Dopo avere alquanto tergiversato Fero acconsentì e la figlia gli porse il recipiente con l’acqua. Volendo mantenere fede alla promessa chiamò la città con il nome della figlia : Felsina.  

    

 

 

 

  

OCNO

 

Una seconda leggenda narra che a Perugia vivevano due principi molto bellicosi, sempre in lotta fra di loro: l’umbro Ocno e l’etrusco Auleste.

Dopo una  tremenda battaglia lo sconfitto Ocno  fu costretto, con i suoi seguaci, a prendere la via dell’esilio.

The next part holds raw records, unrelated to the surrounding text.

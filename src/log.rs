// src/log.rs
// Logging setup for the binary. Lines go to stderr, prefixed with the time
// elapsed since start; stdout is left to progress messages.

use tracing_subscriber::fmt::time::Uptime;
use tracing_subscriber::EnvFilter;

fn default_level(verbosity: u8) -> &'static str {
    match verbosity {
        0 => "warn",
        1 => "info",
        _ => "debug",
    }
}

/// Installs the global subscriber. `RUST_LOG` wins over `-v` flags.
/// Calling it twice is harmless; the second call is ignored.
pub fn init(verbosity: u8) {
    let filter = EnvFilter::try_from_default_env()
        .unwrap_or_else(|_| EnvFilter::new(default_level(verbosity)));

    let _ = tracing_subscriber::fmt()
        .with_env_filter(filter)
        .with_timer(Uptime::default())
        .with_target(false)
        .with_writer(std::io::stderr)
        .try_init();
}
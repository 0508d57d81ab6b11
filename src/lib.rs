// src/lib.rs
// GOG Galaxy 2 export → cover list + searchable HTML5 catalogue.

#[macro_use]
pub mod macros;

pub mod config;
pub mod core;
pub mod csv;
pub mod error;
pub mod file;
pub mod game;
pub mod html5;
pub mod images;
pub mod progress;
pub mod runner;

#[cfg(feature = "cli")]
pub mod cli;
#[cfg(feature = "cli")]
pub mod log;

pub use error::{ExportError, Result};
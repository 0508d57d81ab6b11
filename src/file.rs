// src/file.rs

use std::{
    fs,
    path::{Path, PathBuf},
};

use crate::config::consts::CUSTOM_MARKER;
use crate::error::{ExportError, Result};

/// Writes `contents` to `path`, creating missing parent directories.
pub fn write_text(path: &Path, contents: &str) -> Result<()> {
    if let Some(parent) = path.parent() {
        if !parent.as_os_str().is_empty() {
            ensure_directory(parent)?;
        }
    }
    fs::write(path, contents).map_err(|source| ExportError::Write { path: path.to_path_buf(), source })
}

pub fn ensure_directory(dir: &Path) -> Result<()> {
    let io_err = |source| ExportError::Io { path: dir.to_path_buf(), source };
    if dir.exists() && !dir.is_dir() {
        return Err(io_err(std::io::Error::other("path exists but is not a directory")));
    }
    if !dir.exists() { fs::create_dir_all(dir).map_err(io_err)?; }
    Ok(())
}

/// `<dir>/<stem>.custom<ext>` when it exists, else `<dir>/<stem><ext>`.
pub fn resolve_template(dir: &Path, stem: &str, ext: &str) -> PathBuf {
    let custom = dir.join(join!(stem, CUSTOM_MARKER, ext));
    if custom.is_file() { custom } else { dir.join(join!(stem, ext)) }
}

/// Path as it should appear in an `href`/`src` attribute.
pub fn to_url_path(p: &Path) -> String {
    p.to_string_lossy().replace('\\', "/")
}
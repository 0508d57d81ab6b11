// tests/description.rs
use galaxy_export::core::description::{parse, Element, SPACED};
use galaxy_export::core::format_description;
use galaxy_export::core::html::{parse_start_tag, AttrValue, StartTag};
use pretty_assertions::assert_eq;

#[test]
fn paragraphs_and_bullets() {
    let raw = "First paragraph.\n\n* item one\n* item two\n\nSecond paragraph.";
    assert_eq!(
        format_description(raw),
        "<p>First paragraph.</p><ul><li class=\"spaced-1\">item one</li><li>item two</li></ul>\
         <p class=\"spaced-1\">Second paragraph.</p>"
    );
}

#[test]
fn trailing_blank_lines_do_not_reopen_the_list() {
    let html = format_description("* a\n* b\n\n");
    assert_eq!(html, "<ul><li>a</li><li>b</li></ul>");
}

#[test]
fn blank_line_inside_a_list_spaces_the_next_item() {
    assert_eq!(
        format_description("* a\n\n* b"),
        "<ul><li>a</li><li class=\"spaced-1\">b</li></ul>"
    );
}

#[test]
fn hyphen_bullet() {
    assert_eq!(format_description("- only item"), "<ul><li>only item</li></ul>");
}

#[test]
fn literal_newline_escapes_split_lines() {
    assert_eq!(format_description(r"One\nTwo"), "<p>One</p><p>Two</p>");
}

#[test]
fn existing_paragraph_tags_are_normalized() {
    assert_eq!(format_description("<p>One</p><p>Two</p>"), "<p>One</p><p>Two</p>");
}

#[test]
fn attributed_paragraph_keeps_its_attributes() {
    assert_eq!(
        format_description(r#"<p class="lead">Intro</p>Body"#),
        r#"<p class="lead">Intro</p><p>Body</p>"#
    );
}

#[test]
fn inline_markup_is_not_escaped() {
    assert_eq!(format_description("<b>Bold</b> move..."), "<p><b>Bold</b> move…</p>");
}

#[test]
fn wrapping_quotes_are_removed() {
    assert_eq!(format_description("\"A quoted summary.\""), "<p>A quoted summary.</p>");
}

#[test]
fn quotes_stay_when_there_are_more_than_two() {
    assert_eq!(
        format_description("\"Hi\" she said \"bye\""),
        "<p>\"Hi\" she said \"bye\"</p>"
    );
}

#[test]
fn single_quoted_line_of_dialogue_also_loses_its_quotes() {
    // Known limitation of the unwrap heuristic.
    assert_eq!(format_description("\"Stay awhile and listen.\""), "<p>Stay awhile and listen.</p>");
}

#[test]
fn empty_summary_renders_nothing() {
    assert_eq!(format_description(""), "");
    assert_eq!(format_description("   \n  "), "");
}

#[test]
fn parse_exposes_blank_elements() {
    let els = parse("a\n\nb");
    assert_eq!(els.len(), 3);
    assert_eq!(els[1], Element::Blank);
    assert!(matches!(&els[2], Element::Paragraph { spacing: Some(s), .. } if *s == SPACED));
}

#[test]
fn start_tag_parsing() {
    let tag = parse_start_tag(r#"<P CLASS="lead  big" Title='a &amp; b' hidden>"#);
    assert_eq!(tag.name, "p");
    assert_eq!(
        tag.attrs,
        vec![
            ("class".to_string(), AttrValue::Classes(vec!["lead".into(), "big".into()])),
            ("title".to_string(), AttrValue::Text("a & b".into())),
            ("hidden".to_string(), AttrValue::Text(String::new())),
        ]
    );
    assert_eq!(tag.to_html(), r#"<p class="lead big" title="a & b">"#);
}

#[test]
fn start_tag_unquoted_values() {
    let tag = parse_start_tag("<p id=intro class=x>");
    assert_eq!(tag.to_html(), r#"<p id="intro" class="x">"#);
}

#[test]
fn push_class_dedupes_and_appends() {
    let mut tag = parse_start_tag(r#"<p class="lead big lead">"#);
    tag.push_class("spaced-1");
    tag.push_class("big");
    assert_eq!(tag.to_html(), r#"<p class="lead big spaced-1">"#);

    let mut tag = parse_start_tag(r#"<p id="x">"#);
    tag.push_class("spaced-1");
    assert_eq!(tag.to_html(), r#"<p id="x" class="spaced-1">"#);

    let mut tag = StartTag::paragraph();
    assert_eq!(tag.to_html(), "<p>");
    tag.push_class("spaced-1");
    assert_eq!(tag.to_html(), r#"<p class="spaced-1">"#);
}

#[test]
fn values_with_double_quotes_get_single_quotes() {
    let tag = parse_start_tag(r#"<p title='say "hi"'>"#);
    assert_eq!(tag.to_html(), r#"<p title='say "hi"'>"#);
}
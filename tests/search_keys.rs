// tests/search_keys.rs
use galaxy_export::core::search::{generate_keys, generate_keys_with, sortable_title};
use galaxy_export::core::Deunicode;

#[test]
fn witcher_keys() {
    let keys = generate_keys("The Witcher 3: Wild Hunt");
    assert!(keys.contains("the witcher 3: wild hunt"));
    assert!(keys.contains("witcher 3: wild hunt, the"));
    assert!(keys.contains("witcher 3: wild hunt the"));
    assert!(keys.contains("witcher 3 wild hunt the"));
    assert_eq!(keys.len(), 4);
}

#[test]
fn generation_is_deterministic() {
    let t = "Heroes of Might and Magic® III – Complete";
    assert_eq!(generate_keys(t), generate_keys(t));
}

#[test]
fn roman_numerals_become_digits() {
    let keys = generate_keys("Final Fantasy VII");
    assert!(keys.contains("final fantasy vii"));
    assert!(keys.contains("final fantasy 7"));
}

#[test]
fn zero_runs_are_abbreviated() {
    assert!(generate_keys("Ultimate 1000000 Edition").contains("ultimate 1m edition"));
    assert!(generate_keys("Hitman 2000").contains("hitman 2k"));
    assert!(generate_keys("Tycoon 5000000000").contains("tycoon 5g"));
    assert!(generate_keys("Idle 1000000000000").contains("idle 1t"));
    // Not a whole token: left alone.
    assert!(!generate_keys("Model 10001").iter().any(|k| k.contains("10k")));
}

#[test]
fn separators_collapse_to_single_spaces() {
    let keys = generate_keys("Half-Life: Blue Shift (Remastered)");
    assert!(keys.contains("halflife blue shift remastered"));
}

#[test]
fn english_and_italian_articles_move_to_the_end() {
    assert_eq!(sortable_title("A Plague Tale", &Deunicode), "plague tale, a");
    assert_eq!(sortable_title("An Elder Scroll", &Deunicode), "elder scroll, an");
    assert_eq!(sortable_title("Il Gattopardo", &Deunicode), "gattopardo, il");
    assert_eq!(sortable_title("Gli Eroi", &Deunicode), "eroi, gli");
    assert_eq!(sortable_title("Una Storia", &Deunicode), "storia, una");
}

#[test]
fn elided_articles_are_dropped() {
    // The article lands at the end and is then stripped as an artifact.
    assert_eq!(sortable_title("L'Amerzone", &Deunicode), "amerzone");
}

#[test]
fn trademark_marks_are_stripped() {
    assert_eq!(sortable_title("Splinter Cell(TM)", &Deunicode), "splinter cell");
    assert_eq!(sortable_title("Tetris(r) Effect", &Deunicode), "tetris effect");
}

#[test]
fn trademark_symbols_are_stripped() {
    assert_eq!(sortable_title("Splinter Cell™", &Deunicode), "splinter cell");
    assert_eq!(sortable_title("STAR WARS™ Empire at War", &Deunicode), "star wars empire at war");
    assert_eq!(sortable_title("Tetris® Effect", &Deunicode), "tetris effect");
    assert!(!generate_keys("Splinter Cell™").iter().any(|k| k.contains("tm")));
}

#[test]
fn italian_plural_article_meets_the_numeral_pass() {
    // "I" is moved to the end as an article, then read as a numeral.
    let keys = generate_keys("I Sims");
    assert!(keys.contains("sims, i"));
    assert!(keys.contains("sims i"));
    assert!(keys.contains("sims 1"));
}

#[test]
fn transliteration_feeds_the_ascii_keys() {
    let keys = generate_keys("Abzû");
    assert!(keys.contains("abzû"));
    assert!(keys.contains("abzu"));
}

#[test]
fn custom_transliterator_is_used() {
    let swap = |s: &str| s.replace('ö', "oe");
    let keys = generate_keys_with("Möbius", &swap);
    assert!(keys.contains("möbius"));
    assert!(keys.contains("moebius"));
}

#[test]
fn json_attr_escapes_single_quotes() {
    let json = generate_keys("Assassin's Creed").to_json_attr();
    assert!(json.starts_with('['));
    assert!(json.contains("assassin&apos;s creed"));
    assert!(!json.contains('\''));
}
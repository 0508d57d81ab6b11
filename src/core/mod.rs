// src/core/mod.rs
// Text pipeline: everything here is a pure function over strings.

pub mod description;
pub mod fields;
pub mod html;
pub mod roman;
pub mod sanitize;
pub mod search;
pub mod template;
pub mod translit;

pub use description::format_description;
pub use fields::{delist, delist_joined, duration};
pub use sanitize::clean;
pub use search::{generate_keys, SearchKeys};
pub use template::{Template, TemplateParams};
pub use translit::{Deunicode, Transliterator};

Varcato l’Appennino si trovò in una ridente pianura fra l’Aposa e il Ravone.Qui fondò un villaggio che però non aveva nome. Poco tempo dopo arrivarono gli Etruschi che scacciato Ocno chiamarono la città Felsina.

  

    

 

 

 

FELSINO

 

Un’altra leggenda narra che Felsino, discendente da Ocno Briadoro re etrusco fondatore di Mantova, Parma e Pianoro, avrebbe fondato la città di Felsina. Succesivamente, Bono, figlio di Felsino, cambiò il nome della città di Felsina in Bononia.

  

 

 

   

  

 

  

Tutte queste leggende , per campanilismo, sono ambientate molto prima della fondazione di Roma per l’ambizione di superare almeno in questo l’illustre città eterna.